[Start of section]
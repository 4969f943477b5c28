pub mod school_class;
pub mod subject;
pub mod teacher;
pub mod time_slot;
pub mod timetable;
pub mod timetable_entry;
use axum::{
    Json,
    http::StatusCode,
    response::{IntoResponse, Response},
};
use log::error;
use sea_orm::{DbErr, SqlErr};
use serde::Serialize;
use utoipa::ToSchema;

/// Body of every error response
#[derive(Debug, Serialize, ToSchema)]
pub struct ErrorBody {
    pub error: String,
    pub message: String,
}

#[derive(Debug)]
pub enum ApiError {
    NotFound(String),
    Invalid(String),
    Internal(String),
}

impl ApiError {
    pub fn not_found(message: impl Into<String>) -> Self {
        ApiError::NotFound(message.into())
    }
}

impl From<DbErr> for ApiError {
    fn from(err: DbErr) -> Self {
        if let Some(SqlErr::ForeignKeyConstraintViolation(message)) = err.sql_err() {
            return ApiError::Invalid(message);
        }

        match err {
            DbErr::RecordNotFound(message) => ApiError::NotFound(message),
            other => ApiError::Internal(other.to_string()),
        }
    }
}

impl IntoResponse for ApiError {
    fn into_response(self) -> Response {
        let (status, code, message) = match self {
            ApiError::NotFound(message) => (StatusCode::NOT_FOUND, "not_found", message),
            ApiError::Invalid(message) => (StatusCode::BAD_REQUEST, "invalid_request", message),
            ApiError::Internal(message) => {
                error!("Request failed: {message}");
                (StatusCode::INTERNAL_SERVER_ERROR, "internal_error", message)
            }
        };

        let body = Json(ErrorBody {
            error: code.to_string(),
            message,
        });
        (status, body).into_response()
    }
}

pub type ApiResult<T> = Result<T, ApiError>;
use database::services::timetable_entry::{EntryDetails, EntryFilter};
use serde::{Deserialize, Serialize};
use utoipa::{IntoParams, ToSchema};

#[derive(Debug, Deserialize, Serialize, ToSchema)]
pub struct TimetableEntryRequest {
    pub school_class_id: i32,
    pub subject_id: i32,
    pub time_slot_id: i32,
    /// Overrides the subject's teacher for this lesson
    pub teacher_id: Option<i32>,
}

#[derive(Debug, Deserialize, Serialize, ToSchema)]
pub struct TimetableEntryResponse {
    pub id: i32,
    pub school_class_id: i32,
    pub class_name: String,
    pub subject_id: i32,
    pub subject_name: String,
    pub time_slot_id: i32,
    pub time_slot_label: String,
    pub teacher_id: Option<i32>,
    /// Name of the override teacher, or of the subject's teacher
    pub teacher_name: Option<String>,
    pub label: String,
}

impl From<EntryDetails> for TimetableEntryResponse {
    fn from(details: EntryDetails) -> Self {
        Self {
            id: details.entry.id,
            teacher_name: details.effective_teacher().map(|t| t.full_name()),
            label: details.label(),
            time_slot_label: details.time_slot.label(),
            school_class_id: details.entry.school_class_id,
            class_name: details.school_class.name,
            subject_id: details.entry.subject_id,
            subject_name: details.subject.name,
            time_slot_id: details.entry.time_slot_id,
            teacher_id: details.entry.teacher_id,
        }
    }
}

#[derive(Debug, Default, Deserialize, IntoParams)]
pub struct TimetableEntryQueryParams {
    pub class_id: Option<i32>,
    /// Case-insensitive time slot day filter
    pub day: Option<String>,
}

impl From<TimetableEntryQueryParams> for EntryFilter {
    fn from(params: TimetableEntryQueryParams) -> Self {
        Self {
            class_id: params.class_id,
            day: params.day,
        }
    }
}
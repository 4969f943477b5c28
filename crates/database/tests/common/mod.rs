#![allow(dead_code)]

use chrono::NaiveTime;
use database::db;
use migration::{Migrator, MigratorTrait};
use sea_orm::DatabaseConnection;
use tempfile::TempDir;

/// Opens a fresh, fully migrated SQLite database inside a temp directory
///
/// The directory must outlive the connection, so it is returned alongside.
pub async fn setup() -> (TempDir, DatabaseConnection) {
    let dir = tempfile::tempdir().expect("create temp dir");
    let url = format!(
        "sqlite://{}?mode=rwc",
        dir.path().join("timetable.sqlite").display()
    );

    let db = db::connect(&url).await.expect("connect to sqlite");
    Migrator::up(&db, None).await.expect("run migrations");

    (dir, db)
}

pub fn time(hour: u32, minute: u32) -> NaiveTime {
    NaiveTime::from_hms_opt(hour, minute, 0).expect("valid time")
}
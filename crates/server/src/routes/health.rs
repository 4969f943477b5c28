use crate::AppState;
use axum::{extract::State, http::StatusCode};
use log::warn;

/// Returns "OK" while the database answers, 503 otherwise
#[utoipa::path(
    get,
    path = "/health",
    responses(
        (status = 200, description = "Service is healthy", content_type = "text/plain", body = String),
        (status = 503, description = "Database unreachable", content_type = "text/plain", body = String)
    ),
    tag = "Health"
)]
pub async fn health(State(state): State<AppState>) -> (StatusCode, &'static str) {
    match state.db.ping().await {
        Ok(()) => (StatusCode::OK, "OK"),
        Err(err) => {
            warn!("Database ping failed: {err}");
            (StatusCode::SERVICE_UNAVAILABLE, "UNAVAILABLE")
        }
    }
}
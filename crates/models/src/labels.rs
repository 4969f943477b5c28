//! Derived display values shared by the admin surface and the document generator

use chrono::NaiveTime;

/// Shown in place of initials when a teacher is missing or has a blank name
pub const MISSING_INITIALS: &str = "N/A";

/// Derives a teacher's initials from their names
///
/// # Returns
/// * The upper-cased first letter of each name, or `None` when either name is
///   blank
pub fn initials(first_name: &str, last_name: &str) -> Option<String> {
    let first = first_name.trim().chars().next()?;
    let last = last_name.trim().chars().next()?;

    Some(first.to_uppercase().chain(last.to_uppercase()).collect())
}

/// Full name as shown in lists and document titles
pub fn full_name(first_name: &str, last_name: &str) -> String {
    format!("{first_name} {last_name}")
}

/// Formats a time as `HH:MM`
pub fn time_label(time: NaiveTime) -> String {
    time.format("%H:%M").to_string()
}

/// Formats a time range as `HH:MM-HH:MM`
pub fn time_range_label(start: NaiveTime, end: NaiveTime) -> String {
    format!("{}-{}", time_label(start), time_label(end))
}

/// Label of a time slot, e.g. `MON 08:00-09:00`
pub fn time_slot_label(day: &str, start: NaiveTime, end: NaiveTime) -> String {
    format!("{day} {}", time_range_label(start, end))
}

/// Label of a timetable entry
///
/// The middle part is the subject teacher's initials when known, the subject
/// name otherwise.
pub fn entry_label(
    class_name: &str,
    subject_name: &str,
    subject_teacher_initials: Option<&str>,
    slot_label: &str,
) -> String {
    let middle = subject_teacher_initials.unwrap_or(subject_name);
    format!("{class_name} - {middle} - {slot_label}")
}

/// One stacked line inside a timetable cell, e.g. `Math (JD)`
pub fn cell_line(subject_name: &str, qualifier: &str) -> String {
    format!("{subject_name} ({qualifier})")
}

#[cfg(test)]
mod test {
    use super::*;

    #[test]
    fn test_initials_upper_cases_first_letters() {
        assert_eq!(initials("Jane", "Doe").as_deref(), Some("JD"));
        assert_eq!(initials("amina", "okello").as_deref(), Some("AO"));
        assert_eq!(initials("  peter ", " kamau").as_deref(), Some("PK"));
    }

    #[test]
    fn test_initials_undefined_for_blank_names() {
        assert_eq!(initials("", "Doe"), None);
        assert_eq!(initials("Jane", "   "), None);
        assert_eq!(initials("", ""), None);
    }

    #[test]
    fn test_time_labels() {
        let start = NaiveTime::from_hms_opt(8, 0, 0).unwrap();
        let end = NaiveTime::from_hms_opt(9, 40, 0).unwrap();

        assert_eq!(time_label(start), "08:00");
        assert_eq!(time_range_label(start, end), "08:00-09:40");
        assert_eq!(time_slot_label("MON", start, end), "MON 08:00-09:40");
    }

    #[test]
    fn test_entry_label_prefers_initials() {
        assert_eq!(
            entry_label("S1A", "Math", Some("JD"), "MON 08:00-09:00"),
            "S1A - JD - MON 08:00-09:00"
        );
        assert_eq!(
            entry_label("S1A", "Math", None, "MON 08:00-09:00"),
            "S1A - Math - MON 08:00-09:00"
        );
    }

    #[test]
    fn test_cell_line() {
        assert_eq!(cell_line("Math", "JD"), "Math (JD)");
        assert_eq!(cell_line("Biology", "S2B"), "Biology (S2B)");
    }
}
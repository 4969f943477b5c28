pub use sea_orm_migration::prelude::*;

mod m20250901_create_all_tables;
mod m20250901_add_indexes;

pub struct Migrator;

#[async_trait::async_trait]
impl MigratorTrait for Migrator {
    fn migrations() -> Vec<Box<dyn MigrationTrait>> {
        vec![
            Box::new(m20250901_create_all_tables::Migration),
            Box::new(m20250901_add_indexes::Migration),
        ]
    }
}
use sea_orm_migration::prelude::*;

#[async_std::main]
async fn main() {
    cli::run_cli(migration::Migrator).await;
}
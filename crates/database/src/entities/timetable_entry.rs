use sea_orm::entity::prelude::*;
use serde::{Deserialize, Serialize};

#[derive(Clone, Debug, PartialEq, Eq, DeriveEntityModel, Serialize, Deserialize)]
#[sea_orm(table_name = "timetable_entries")]
pub struct Model {
    #[sea_orm(primary_key)]
    pub id: i32,
    pub school_class_id: i32,
    pub subject_id: i32,
    pub time_slot_id: i32,
    pub teacher_id: Option<i32>, // Overrides the subject's teacher when set
}

#[derive(Copy, Clone, Debug, EnumIter, DeriveRelation)]
pub enum Relation {
    #[sea_orm(
        belongs_to = "super::school_class::Entity",
        from = "Column::SchoolClassId",
        to = "super::school_class::Column::Id"
    )]
    SchoolClass,
    #[sea_orm(
        belongs_to = "super::subject::Entity",
        from = "Column::SubjectId",
        to = "super::subject::Column::Id"
    )]
    Subject,
    #[sea_orm(
        belongs_to = "super::time_slot::Entity",
        from = "Column::TimeSlotId",
        to = "super::time_slot::Column::Id"
    )]
    TimeSlot,
    #[sea_orm(
        belongs_to = "super::teacher::Entity",
        from = "Column::TeacherId",
        to = "super::teacher::Column::Id"
    )]
    Teacher,
}

impl Related<super::school_class::Entity> for Entity {
    fn to() -> RelationDef {
        Relation::SchoolClass.def()
    }
}

impl Related<super::subject::Entity> for Entity {
    fn to() -> RelationDef {
        Relation::Subject.def()
    }
}

impl Related<super::time_slot::Entity> for Entity {
    fn to() -> RelationDef {
        Relation::TimeSlot.def()
    }
}

impl Related<super::teacher::Entity> for Entity {
    fn to() -> RelationDef {
        Relation::Teacher.def()
    }
}

impl ActiveModelBehavior for ActiveModel {}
[End of section]
◆ TASK INSTRUCTIONS: Look over the records above and filter for each line with the word "Jane".

◆ FINAL ANSWER:
        assert_eq!(initials("Jane", "Doe").as_deref(), Some("JD"));
        assert_eq!(initials("Jane", "   "), None);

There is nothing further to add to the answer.